This salad is one of my absolute favorites—and it’s great with winter pears. It’s based on a recipe from Annie Somerville’s Everyday Greens. I love fennel, but the key to eating raw fennel is slicing it really thinly. It’s quite a tough vegetable when raw, so if the slices aren’t thin, you really get a jaw workout. I use a mandoline—a fancy slicer that allows me to get paper-thin slices—but if you’re careful to use a very sharp knife and take your time, you can get thin enough slices by hand. (If you want more justification for buying a mandoline, see my recipe and story for the cabbage & fennel salad with apples & raisins.)

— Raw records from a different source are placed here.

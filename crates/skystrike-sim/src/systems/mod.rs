//! ECS systems that run on the level world each tick.
//!
//! Systems are pure functions that take `&mut World` (or `&World` for
//! read-only). They do not own state — all state lives in components or
//! is threaded through by the engine.

pub mod boss;
pub mod cleanup;
pub mod collision;
pub mod damage;
pub mod fire;
pub mod movement;
pub mod penetration;
pub mod player;
pub mod score;
pub mod snapshot;
pub mod spawner;
//! Entity spawn factories for setting up the level world.
//!
//! Creates the player plane, enemy planes, the boss, and projectiles
//! with appropriate component bundles.

use glam::DVec2;
use hecs::World;
use rand::seq::SliceRandom;
use rand::Rng;
use rand_chacha::ChaCha8Rng;

use skystrike_core::components::*;
use skystrike_core::constants::*;
use skystrike_core::enums::ActorKind;
use skystrike_core::types::{Position, Velocity};

fn next_id(counter: &mut u32) -> ActorId {
    let id = ActorId(*counter);
    *counter += 1;
    id
}

/// Spawn the player plane at the fixed start position.
pub fn spawn_player(world: &mut World, id_counter: &mut u32, health: i32) -> hecs::Entity {
    world.spawn((
        next_id(id_counter),
        ActorKind::Player,
        FriendlyUnit,
        Position::new(PLAYER_START_X, PLAYER_START_Y),
        Velocity::new(0.0, 0.0),
        Sprite::new(PLAYER_SIZE),
        Destructible::default(),
        Health::new(health),
        PlayerState::default(),
    ))
}

/// Spawn an enemy plane just off the right edge at a random height.
pub fn spawn_enemy(
    world: &mut World,
    id_counter: &mut u32,
    rng: &mut ChaCha8Rng,
    elite: bool,
) -> hecs::Entity {
    let y: f64 = rng.gen_range(0.0..ENEMY_MAX_SPAWN_Y);
    let (kind, health, speed) = if elite {
        (ActorKind::Elite, ELITE_HEALTH, ELITE_SPEED)
    } else {
        (ActorKind::Enemy, ENEMY_HEALTH, ENEMY_SPEED)
    };

    world.spawn((
        next_id(id_counter),
        kind,
        HostileUnit,
        Position::new(SCREEN_WIDTH, y),
        Velocity::new(speed, 0.0),
        Sprite::new(kind.size()),
        Destructible::default(),
        Health::new(health),
        Penetrator {
            origin_x: SCREEN_WIDTH,
        },
    ))
}

/// Spawn the boss with a freshly shuffled move pattern.
pub fn spawn_boss(world: &mut World, id_counter: &mut u32, rng: &mut ChaCha8Rng) -> hecs::Entity {
    world.spawn((
        next_id(id_counter),
        ActorKind::Boss,
        HostileUnit,
        Position::new(BOSS_START_X, BOSS_START_Y),
        Velocity::new(0.0, 0.0),
        Sprite::new(BOSS_SIZE),
        Destructible::default(),
        Health::new(BOSS_HEALTH),
        BossState {
            pattern: build_move_pattern(rng),
            cursor: 0,
            consecutive_uses: 0,
            shielded: false,
            shield_ticks: 0,
        },
    ))
}

/// 15 vertical steps, each of {+v, -v, 0} repeated five times, shuffled.
pub fn build_move_pattern(rng: &mut ChaCha8Rng) -> Vec<f64> {
    let mut pattern = Vec::with_capacity(BOSS_MOVE_REPEATS * 3);
    for _ in 0..BOSS_MOVE_REPEATS {
        pattern.push(BOSS_VERTICAL_SPEED);
        pattern.push(-BOSS_VERTICAL_SPEED);
        pattern.push(0.0);
    }
    pattern.shuffle(rng);
    pattern
}

/// Spawn a player shot ahead of the plane's nose.
pub fn spawn_player_shot(world: &mut World, id_counter: &mut u32, origin: DVec2) -> hecs::Entity {
    world.spawn((
        next_id(id_counter),
        ActorKind::PlayerShot,
        PlayerProjectile,
        Position(origin + DVec2::new(PLAYER_SHOT_OFFSET_X, PLAYER_SHOT_OFFSET_Y)),
        Velocity::new(PLAYER_SHOT_SPEED, 0.0),
        Sprite::new(PLAYER_SHOT_SIZE),
        Destructible::default(),
    ))
}

/// Spawn a hostile projectile of the given kind at an absolute position.
pub fn spawn_enemy_shot(
    world: &mut World,
    id_counter: &mut u32,
    kind: ActorKind,
    position: DVec2,
    speed: f64,
) -> hecs::Entity {
    world.spawn((
        next_id(id_counter),
        kind,
        EnemyProjectile,
        Position(position),
        Velocity::new(speed, 0.0),
        Sprite::new(kind.size()),
        Destructible::default(),
    ))
}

The dressing is really fun, too—it’s just pureed pears with some pear vinegar and a little olive oil and salt. SO tasty, though, and it’ll keep for a couple of days in your refrigerator if you have leftovers. I’ve found a couple of different brands of pear vinegar in grocery stores and specialty stores in town, but if you can’t find any, you can substitute 4 tablespoons of apple cider vinegar and 2 tablespoons apple juice.
1 medium pear, peeled, cored, and chopped coarsely
6 tablespoons pear vinegar
½ teaspoon sea salt or kosher salt
3 tablespoons olive oil
sugar, as needed
Place the pear in a blender with the vinegar and salt; puree it until smooth. Drizzle in the oil while the blender is running. Taste for salt and sweetness. If your pears weren’t very sweet, you might want to add a little sugar to the dressing, or you can add more olive oil to tame the vinegar’s sharpness. Refrigerate until ready to serve the salad.
2 large heads of lettuce, or about 10 cups of baby salad greens
1 large fennel bulb, cut in half, cored, and sliced very thinly crosswise
1-2 ripe pears
Optional garnish in winter: ¼ cup pomegranate seeds
1. Wash and dry the greens and make the dressing.
2. When you’re ready to serve the salad, cut the pear(s) in half, cut the core away, and slice thinly.
3. Put the greens and fennel into a bowl and toss them with dressing to your taste, then add the pears and toss gently. Arrange on individual plates, and if pomegranates are in season, top with their seeds.